## Required action
Only lines containing the word "second" belong in the answer; copy each one from the records.

[Collection entries]
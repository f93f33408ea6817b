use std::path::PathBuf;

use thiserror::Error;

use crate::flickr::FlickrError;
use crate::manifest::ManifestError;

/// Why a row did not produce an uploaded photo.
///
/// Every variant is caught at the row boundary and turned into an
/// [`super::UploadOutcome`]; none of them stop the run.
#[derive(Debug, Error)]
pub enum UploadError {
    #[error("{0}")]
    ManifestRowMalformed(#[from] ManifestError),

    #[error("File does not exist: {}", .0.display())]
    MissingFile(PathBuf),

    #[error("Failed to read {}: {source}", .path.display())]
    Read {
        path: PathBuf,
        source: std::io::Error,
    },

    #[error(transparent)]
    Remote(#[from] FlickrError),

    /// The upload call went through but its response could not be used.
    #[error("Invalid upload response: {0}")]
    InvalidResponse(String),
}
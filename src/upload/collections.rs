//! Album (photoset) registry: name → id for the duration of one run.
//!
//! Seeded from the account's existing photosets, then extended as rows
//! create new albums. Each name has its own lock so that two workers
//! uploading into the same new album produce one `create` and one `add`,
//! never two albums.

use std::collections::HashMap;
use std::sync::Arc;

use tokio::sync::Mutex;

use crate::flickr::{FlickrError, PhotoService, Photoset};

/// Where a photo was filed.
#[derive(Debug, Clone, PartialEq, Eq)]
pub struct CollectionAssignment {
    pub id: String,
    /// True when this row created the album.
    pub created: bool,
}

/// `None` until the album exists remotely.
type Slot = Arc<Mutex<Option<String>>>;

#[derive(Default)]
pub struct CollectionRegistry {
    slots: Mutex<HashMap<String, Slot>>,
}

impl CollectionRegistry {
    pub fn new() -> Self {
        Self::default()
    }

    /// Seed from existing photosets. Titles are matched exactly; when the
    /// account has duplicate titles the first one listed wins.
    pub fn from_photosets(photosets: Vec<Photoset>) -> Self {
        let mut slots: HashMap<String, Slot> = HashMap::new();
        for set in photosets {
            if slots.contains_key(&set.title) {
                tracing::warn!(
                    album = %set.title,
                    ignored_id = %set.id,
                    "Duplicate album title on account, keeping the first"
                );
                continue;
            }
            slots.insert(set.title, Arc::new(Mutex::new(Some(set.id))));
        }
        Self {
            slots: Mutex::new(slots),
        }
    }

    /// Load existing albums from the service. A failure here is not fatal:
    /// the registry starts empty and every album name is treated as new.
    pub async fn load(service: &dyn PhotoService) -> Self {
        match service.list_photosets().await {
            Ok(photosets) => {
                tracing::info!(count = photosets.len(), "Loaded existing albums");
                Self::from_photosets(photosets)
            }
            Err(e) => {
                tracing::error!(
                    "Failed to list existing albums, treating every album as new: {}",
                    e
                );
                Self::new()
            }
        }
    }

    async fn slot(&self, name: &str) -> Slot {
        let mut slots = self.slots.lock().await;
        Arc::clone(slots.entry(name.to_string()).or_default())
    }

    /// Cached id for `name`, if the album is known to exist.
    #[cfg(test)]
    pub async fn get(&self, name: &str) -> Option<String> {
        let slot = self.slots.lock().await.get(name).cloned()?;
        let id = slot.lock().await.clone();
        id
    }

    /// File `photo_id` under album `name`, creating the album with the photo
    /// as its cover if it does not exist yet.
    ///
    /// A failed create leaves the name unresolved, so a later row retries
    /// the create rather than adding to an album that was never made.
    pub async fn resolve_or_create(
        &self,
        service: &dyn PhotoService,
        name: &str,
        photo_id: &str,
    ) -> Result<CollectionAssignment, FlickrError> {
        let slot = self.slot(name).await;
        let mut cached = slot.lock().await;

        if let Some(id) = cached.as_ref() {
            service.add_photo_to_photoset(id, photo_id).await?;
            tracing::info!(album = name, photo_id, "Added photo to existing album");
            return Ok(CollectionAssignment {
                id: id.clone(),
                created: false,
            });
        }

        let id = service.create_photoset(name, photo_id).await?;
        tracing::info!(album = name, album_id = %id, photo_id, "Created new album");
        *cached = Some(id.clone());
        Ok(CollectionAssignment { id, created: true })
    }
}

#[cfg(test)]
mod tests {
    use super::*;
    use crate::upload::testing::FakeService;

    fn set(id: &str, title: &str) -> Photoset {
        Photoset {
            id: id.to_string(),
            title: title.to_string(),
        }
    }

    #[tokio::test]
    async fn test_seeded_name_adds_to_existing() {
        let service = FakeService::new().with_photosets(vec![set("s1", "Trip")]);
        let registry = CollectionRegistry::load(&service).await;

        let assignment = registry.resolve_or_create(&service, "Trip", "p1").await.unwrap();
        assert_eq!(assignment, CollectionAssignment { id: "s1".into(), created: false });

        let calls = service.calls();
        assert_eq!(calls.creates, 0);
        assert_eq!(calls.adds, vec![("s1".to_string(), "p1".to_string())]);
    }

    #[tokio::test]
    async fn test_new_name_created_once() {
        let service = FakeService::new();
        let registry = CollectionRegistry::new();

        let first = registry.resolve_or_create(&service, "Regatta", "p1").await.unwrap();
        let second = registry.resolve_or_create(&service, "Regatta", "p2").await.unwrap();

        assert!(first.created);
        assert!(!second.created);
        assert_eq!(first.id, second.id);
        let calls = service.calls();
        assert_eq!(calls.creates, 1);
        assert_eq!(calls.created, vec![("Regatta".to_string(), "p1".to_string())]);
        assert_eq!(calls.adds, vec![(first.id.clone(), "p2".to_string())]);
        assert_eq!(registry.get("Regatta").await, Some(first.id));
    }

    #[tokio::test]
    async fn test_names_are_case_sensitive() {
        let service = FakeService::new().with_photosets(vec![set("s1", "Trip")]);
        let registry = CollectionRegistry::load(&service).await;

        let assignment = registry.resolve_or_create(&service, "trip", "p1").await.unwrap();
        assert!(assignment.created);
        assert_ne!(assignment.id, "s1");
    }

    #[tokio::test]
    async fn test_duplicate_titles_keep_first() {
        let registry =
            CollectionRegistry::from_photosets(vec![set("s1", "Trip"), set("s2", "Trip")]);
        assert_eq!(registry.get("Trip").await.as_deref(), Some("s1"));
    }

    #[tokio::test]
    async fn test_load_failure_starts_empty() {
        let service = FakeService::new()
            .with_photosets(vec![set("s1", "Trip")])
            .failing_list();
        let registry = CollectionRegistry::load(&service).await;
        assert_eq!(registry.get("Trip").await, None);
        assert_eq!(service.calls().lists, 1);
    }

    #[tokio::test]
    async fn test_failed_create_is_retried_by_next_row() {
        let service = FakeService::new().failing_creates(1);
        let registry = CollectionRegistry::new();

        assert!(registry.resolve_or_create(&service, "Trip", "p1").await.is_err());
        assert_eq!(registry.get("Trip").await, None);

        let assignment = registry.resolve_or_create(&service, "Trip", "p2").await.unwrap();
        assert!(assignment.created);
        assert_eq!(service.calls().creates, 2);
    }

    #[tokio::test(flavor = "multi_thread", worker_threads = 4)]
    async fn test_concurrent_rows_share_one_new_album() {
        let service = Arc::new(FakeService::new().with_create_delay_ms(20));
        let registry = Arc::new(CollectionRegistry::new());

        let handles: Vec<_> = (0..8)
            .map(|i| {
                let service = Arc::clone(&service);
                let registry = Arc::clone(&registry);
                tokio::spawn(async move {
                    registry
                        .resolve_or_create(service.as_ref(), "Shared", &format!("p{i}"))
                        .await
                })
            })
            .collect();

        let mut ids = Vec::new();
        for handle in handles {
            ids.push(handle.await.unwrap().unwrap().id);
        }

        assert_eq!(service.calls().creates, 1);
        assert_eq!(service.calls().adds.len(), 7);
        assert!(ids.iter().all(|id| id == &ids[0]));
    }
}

* * *

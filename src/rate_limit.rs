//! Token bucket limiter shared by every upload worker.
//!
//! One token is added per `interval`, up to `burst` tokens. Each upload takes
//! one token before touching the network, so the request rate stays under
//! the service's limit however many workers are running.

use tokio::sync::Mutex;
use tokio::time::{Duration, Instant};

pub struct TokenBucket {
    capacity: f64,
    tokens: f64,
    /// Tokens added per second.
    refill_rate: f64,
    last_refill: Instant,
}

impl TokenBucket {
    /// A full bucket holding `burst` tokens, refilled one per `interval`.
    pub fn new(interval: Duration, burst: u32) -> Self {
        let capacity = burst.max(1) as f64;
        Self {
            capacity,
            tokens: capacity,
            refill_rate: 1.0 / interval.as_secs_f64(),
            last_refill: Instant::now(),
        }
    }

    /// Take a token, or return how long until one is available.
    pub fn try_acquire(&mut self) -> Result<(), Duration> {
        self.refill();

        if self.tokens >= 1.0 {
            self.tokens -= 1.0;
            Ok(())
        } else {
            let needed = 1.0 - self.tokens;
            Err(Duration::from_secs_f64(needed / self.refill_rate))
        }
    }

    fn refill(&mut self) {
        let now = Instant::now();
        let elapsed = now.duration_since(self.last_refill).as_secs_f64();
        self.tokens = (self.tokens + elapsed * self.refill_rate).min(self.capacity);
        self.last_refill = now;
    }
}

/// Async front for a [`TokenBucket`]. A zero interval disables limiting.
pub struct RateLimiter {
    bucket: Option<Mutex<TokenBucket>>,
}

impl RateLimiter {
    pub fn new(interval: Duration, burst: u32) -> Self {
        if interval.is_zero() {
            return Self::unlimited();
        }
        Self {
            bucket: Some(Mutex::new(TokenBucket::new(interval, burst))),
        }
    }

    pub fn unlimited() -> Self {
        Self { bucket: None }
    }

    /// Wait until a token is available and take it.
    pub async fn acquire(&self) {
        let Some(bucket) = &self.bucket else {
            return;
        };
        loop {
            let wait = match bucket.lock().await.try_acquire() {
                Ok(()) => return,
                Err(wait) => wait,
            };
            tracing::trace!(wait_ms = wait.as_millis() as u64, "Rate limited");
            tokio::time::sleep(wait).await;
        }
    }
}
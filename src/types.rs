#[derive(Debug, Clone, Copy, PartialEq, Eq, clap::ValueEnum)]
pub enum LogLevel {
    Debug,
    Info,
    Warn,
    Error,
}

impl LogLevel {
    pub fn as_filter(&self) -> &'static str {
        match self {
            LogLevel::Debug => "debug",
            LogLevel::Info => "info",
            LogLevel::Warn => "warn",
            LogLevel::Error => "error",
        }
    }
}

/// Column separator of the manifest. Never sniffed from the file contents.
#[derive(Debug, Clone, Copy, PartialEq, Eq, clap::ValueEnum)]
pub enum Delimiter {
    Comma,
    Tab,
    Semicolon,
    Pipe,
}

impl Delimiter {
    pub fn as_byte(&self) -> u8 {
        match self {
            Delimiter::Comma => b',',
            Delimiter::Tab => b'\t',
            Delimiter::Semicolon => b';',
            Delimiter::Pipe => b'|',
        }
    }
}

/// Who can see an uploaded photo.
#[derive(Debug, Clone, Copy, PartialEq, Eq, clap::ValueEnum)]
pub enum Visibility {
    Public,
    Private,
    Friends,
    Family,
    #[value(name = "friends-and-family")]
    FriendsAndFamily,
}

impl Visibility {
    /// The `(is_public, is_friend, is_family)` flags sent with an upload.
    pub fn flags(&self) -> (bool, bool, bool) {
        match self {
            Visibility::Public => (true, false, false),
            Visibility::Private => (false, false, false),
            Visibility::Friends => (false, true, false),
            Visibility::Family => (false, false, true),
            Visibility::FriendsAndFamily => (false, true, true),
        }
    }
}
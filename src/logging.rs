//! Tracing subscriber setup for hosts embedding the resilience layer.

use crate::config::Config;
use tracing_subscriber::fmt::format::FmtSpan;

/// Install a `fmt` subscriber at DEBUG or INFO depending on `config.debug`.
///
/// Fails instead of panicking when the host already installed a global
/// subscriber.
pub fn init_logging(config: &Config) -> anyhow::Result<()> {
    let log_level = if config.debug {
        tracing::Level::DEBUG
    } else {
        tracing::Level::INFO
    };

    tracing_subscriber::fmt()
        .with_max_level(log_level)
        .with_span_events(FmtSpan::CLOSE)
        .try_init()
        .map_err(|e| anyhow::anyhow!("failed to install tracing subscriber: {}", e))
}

## Response below
        let second = registry.resolve_or_create(&service, "Regatta", "p2").await.unwrap();
        assert!(!second.created);
        assert_eq!(first.id, second.id);
    /// Tokens added per second.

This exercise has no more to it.